Unlike the East, South, and Midwest, most of the Western United States is Federal land (Bureau of Land Management, USDA/National Forest Service, National Parks, et cetera), and while some of it is occupied there are large swaths of remote areas that receive few visitors. Of course, you do need to know where to go lest you drive down a presumably unused desert road or jeep trail only to find yourself in the middle of the local party spot or an amateur astronomer’s haven, but some scouting with USDA Forest maps and Motor Vehicle User Maps will give you a good idea where ‘the middle of nowhere’ is.

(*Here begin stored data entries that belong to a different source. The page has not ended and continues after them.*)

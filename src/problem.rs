use crate::{cost_graph::CostGraph, error::Result};
use autoshard_ir::{Matrix, NodeIdx};
use serde::Serialize;

/// Coefficients handed to the strategy solver: one variable per node,
/// with a cost term per node and per edge.
#[derive(Debug, Clone, PartialEq, Serialize)]
pub struct SolverProblem {
    pub node_lens: Vec<usize>,
    /// Final destination of merged nodes, which need no variable of their own.
    pub follow_idx: Vec<Option<NodeIdx>>,
    pub extra_node_costs: Vec<Vec<f64>>,
    pub edges: Vec<SolverEdge>,
}

#[derive(Debug, Clone, PartialEq, Serialize)]
pub struct SolverEdge {
    pub src: NodeIdx,
    pub dst: NodeIdx,
    pub communication: Matrix,
    pub memory: Matrix,
}

impl SolverProblem {
    pub fn to_json(&self) -> Result<String> {
        Ok(serde_json::to_string(self)?)
    }
}

impl CostGraph {
    pub fn solver_problem(&self) -> SolverProblem {
        SolverProblem {
            node_lens: self.node_lens().to_vec(),
            follow_idx: self.follow_idx().to_vec(),
            extra_node_costs: (0..self.num_nodes())
                .map(|node| self.extra_node_cost(node).to_vec())
                .collect(),
            edges: self
                .edges()
                .map(|(src, dst, costs)| SolverEdge {
                    src,
                    dst,
                    communication: costs.communication.clone(),
                    memory: costs.memory.clone(),
                })
                .collect(),
        }
    }
}
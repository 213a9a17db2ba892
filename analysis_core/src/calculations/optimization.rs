//! # Optimization Advisor
//!
//! Post-hoc scan of an analyzed structure. Suggestions are advisory and
//! never affect compliance.
//!
//! - Over-designed members (`utilization < 0.6`): downsize, 20 % cost and
//!   15 % weight savings on the member
//! - Heavy frame (`total weight > 1000 lb`): higher-strength material,
//!   15 % weight savings
//! - Long spans (`length > 30 ft`): add an intermediate support

use serde::{Deserialize, Serialize};

use crate::analysis::StructuralAnalysis;
use crate::config::OptimizationSettings;

/// Suggestion category.
#[derive(Debug, Clone, Copy, PartialEq, Eq, Hash, Serialize, Deserialize)]
pub enum SuggestionKind {
    Downsize,
    MaterialUpgrade,
    IntermediateSupport,
}

/// One advisory suggestion with its savings estimate.
#[derive(Debug, Clone, PartialEq, Serialize, Deserialize)]
pub struct OptimizationSuggestion {
    pub kind: SuggestionKind,
    /// Member concerned; `None` for structure-wide suggestions
    pub member_id: Option<String>,
    pub description: String,
    pub weight_savings_lb: f64,
    pub cost_savings_usd: f64,
}

/// Scan members and totals for savings opportunities.
pub fn suggest_optimizations(
    analysis: &StructuralAnalysis,
    settings: &OptimizationSettings,
) -> Vec<OptimizationSuggestion> {
    let mut suggestions = Vec::new();

    for member in &analysis.members {
        let Some(results) = member.results.as_ref() else {
            continue;
        };
        if results.utilization < settings.underutilized_threshold {
            let weight = member.weight_lb();
            suggestions.push(OptimizationSuggestion {
                kind: SuggestionKind::Downsize,
                member_id: Some(member.id.clone()),
                description: format!(
                    "{} '{}' is {:.0}% utilized; a smaller section would suffice",
                    member.role,
                    member.id,
                    results.utilization * 100.0
                ),
                weight_savings_lb: weight * settings.downsize_weight_savings,
                cost_savings_usd: weight * settings.steel_cost_per_lb * settings.downsize_cost_savings,
            });
        }
    }

    let total_weight = analysis.results.total_weight_lb;
    if total_weight > settings.upgrade_weight_threshold_lb {
        let saved = total_weight * settings.upgrade_weight_savings;
        suggestions.push(OptimizationSuggestion {
            kind: SuggestionKind::MaterialUpgrade,
            member_id: None,
            description: format!(
                "Frame weighs {:.0} lb; higher-strength steel could save about {:.0} lb",
                total_weight, saved
            ),
            weight_savings_lb: saved,
            cost_savings_usd: saved * settings.steel_cost_per_lb,
        });
    }

    for member in &analysis.members {
        if member.length_ft > settings.max_span_ft {
            suggestions.push(OptimizationSuggestion {
                kind: SuggestionKind::IntermediateSupport,
                member_id: Some(member.id.clone()),
                description: format!(
                    "Span of {:.1} ft exceeds {:.0} ft; add an intermediate support",
                    member.length_ft, settings.max_span_ft
                ),
                weight_savings_lb: 0.0,
                cost_savings_usd: 0.0,
            });
        }
    }

    suggestions
}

As for disposing of a body, the desert is full of scavengers that will dig for a meal, and while in the pre-genomic sequencing days a few weeks of exposure would reduce a corpse to being identifiable only by dental records and old bone fractures, really ‘erasing’ a body is much more difficult than you’d imagine. Cremating a body to ash requires intense heat—far more than you could generate with a normal bonfire or high temperature kiln—and digging a deep grave is exhausting work. Many people make the mistake of thinking that a body weighted down will stay under water without considering that wave action and decomposition can easily allow enough remains to surface and be blown to shore for identification. Walter White’s favored method of corpse disposal of reduction using hydrofluoric acid is certainly workable but HF is pretty dangerous stuff to handle in large quantities and it isn’t as if you can just dump the result down the drain without thoroughly neutralizing it, and if you are ordering large quantities to a private residence someone is going to be asking questions.
Comparatively, if you have a nearby desert or bog, disposing of the body by finding a remote location and letting nature do its work is difficult to trace provided you aren’t seen coming or going. And every year people go missing in the desert, in national parks, and out in the ocean, and their bodies aren’t found for years if ever even when it turns out that they are only a few miles from civilization.